EXERCISE AIM: Every single entry below should be reproduced verbatim.

[Stored data entries]
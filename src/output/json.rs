use anyhow::Result;
use serde::Serialize;

use crate::chain::Chain;
use crate::report::{Earnings, IncomeReport};
use crate::vault::{SkippedVault, Vault};

pub fn render_json<T: Serialize + ?Sized>(value: &T) -> Result<String> {
    Ok(serde_json::to_string_pretty(value)?)
}

#[derive(Debug, Serialize)]
struct ChainView<'a> {
    chain: Chain,
    vaults: &'a [Vault],
    tvl_usd: f64,
    earnings: Earnings,
}

#[derive(Debug, Serialize)]
struct ReportView<'a> {
    chains: Vec<ChainView<'a>>,
    skipped: &'a [SkippedVault],
    tvl_usd: f64,
    earnings: Earnings,
}

/// JSON form of the report with the derived totals filled in.
pub fn render_report_json(report: &IncomeReport) -> Result<String> {
    let view = ReportView {
        chains: report
            .chains
            .iter()
            .map(|bucket| ChainView {
                chain: bucket.chain,
                vaults: &bucket.vaults,
                tvl_usd: bucket.tvl_total(),
                earnings: bucket.earnings(),
            })
            .collect(),
        skipped: &report.skipped,
        tvl_usd: report.grand_tvl(),
        earnings: report.earnings(),
    };
    render_json(&view)
}

#[cfg(test)]
mod tests {
    use serde_json::Value;

    use super::render_report_json;
    use crate::group::group_by_chain;
    use crate::vault::{Vault, VaultStatus};

    #[test]
    fn includes_chain_and_grand_totals() {
        let mut vault = Vault::new("v1", "avax", "0xAA", VaultStatus::Active);
        vault.income = Some(120.0);
        vault.tvl = Some(1_000.0);
        let json = render_report_json(&group_by_chain(&[vault])).expect("json");
        let value: Value = serde_json::from_str(&json).expect("valid json");

        assert_eq!(value["earnings"]["yearly"], 120.0);
        assert_eq!(value["earnings"]["monthly"], 10.0);
        assert_eq!(value["chains"][2]["chain"], "avax");
        assert_eq!(value["chains"][2]["tvl_usd"], 1_000.0);
    }
}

OUTPUT:
filename src/output/json.rs
use anyhow::Result;
use serde::Serialize;

use crate::chain::Chain;
use crate::report::{Earnings, IncomeReport};
use crate::vault::{SkippedVault, Vault};

pub fn render_json<T: Serialize + ?Sized>(value: &T) -> Result<String> {
    Ok(serde_json::to_string_pretty(value)?)
}

#[derive(Debug, Serialize)]
struct ChainView<'a> {
    chain: Chain,
    vaults: &'a [Vault],
    tvl_usd: f64,
    earnings: Earnings,
}

#[derive(Debug, Serialize)]
struct ReportView<'a> {
    chains: Vec<ChainView<'a>>,
    skipped: &'a [SkippedVault],
    tvl_usd: f64,
    earnings: Earnings,
}

/// JSON form of the report with the derived totals filled in.
pub fn render_report_json(report: &IncomeReport) -> Result<String> {
    let view = ReportView {
        chains: report
            .chains
            .iter()
            .map(|bucket| ChainView {
                chain: bucket.chain,
                vaults: &bucket.vaults,
                tvl_usd: bucket.tvl_total(),
                earnings: bucket.earnings(),
            })
            .collect(),
        skipped: &report.skipped,
        tvl_usd: report.grand_tvl(),
        earnings: report.earnings(),
    };
    render_json(&view)
}

#[cfg(test)]
mod tests {
    use serde_json::Value;

    use super::render_report_json;
    use crate::group::group_by_chain;
    use crate::vault::{Vault, VaultStatus};

    #[test]
    fn includes_chain_and_grand_totals() {
        let mut vault = Vault::new("v1", "avax", "0xAA", VaultStatus::Active);
        vault.income = Some(120.0);
        vault.tvl = Some(1_000.0);
        let json = render_report_json(&group_by_chain(&[vault])).expect("json");
        let value: Value = serde_json::from_str(&json).expect("valid json");

        assert_eq!(value["earnings"]["yearly"], 120.0);
        assert_eq!(value["earnings"]["monthly"], 10.0);
        assert_eq!(value["chains"][2]["chain"], "avax");
        assert_eq!(value["chains"][2]["tvl_usd"], 1_000.0);
    }
}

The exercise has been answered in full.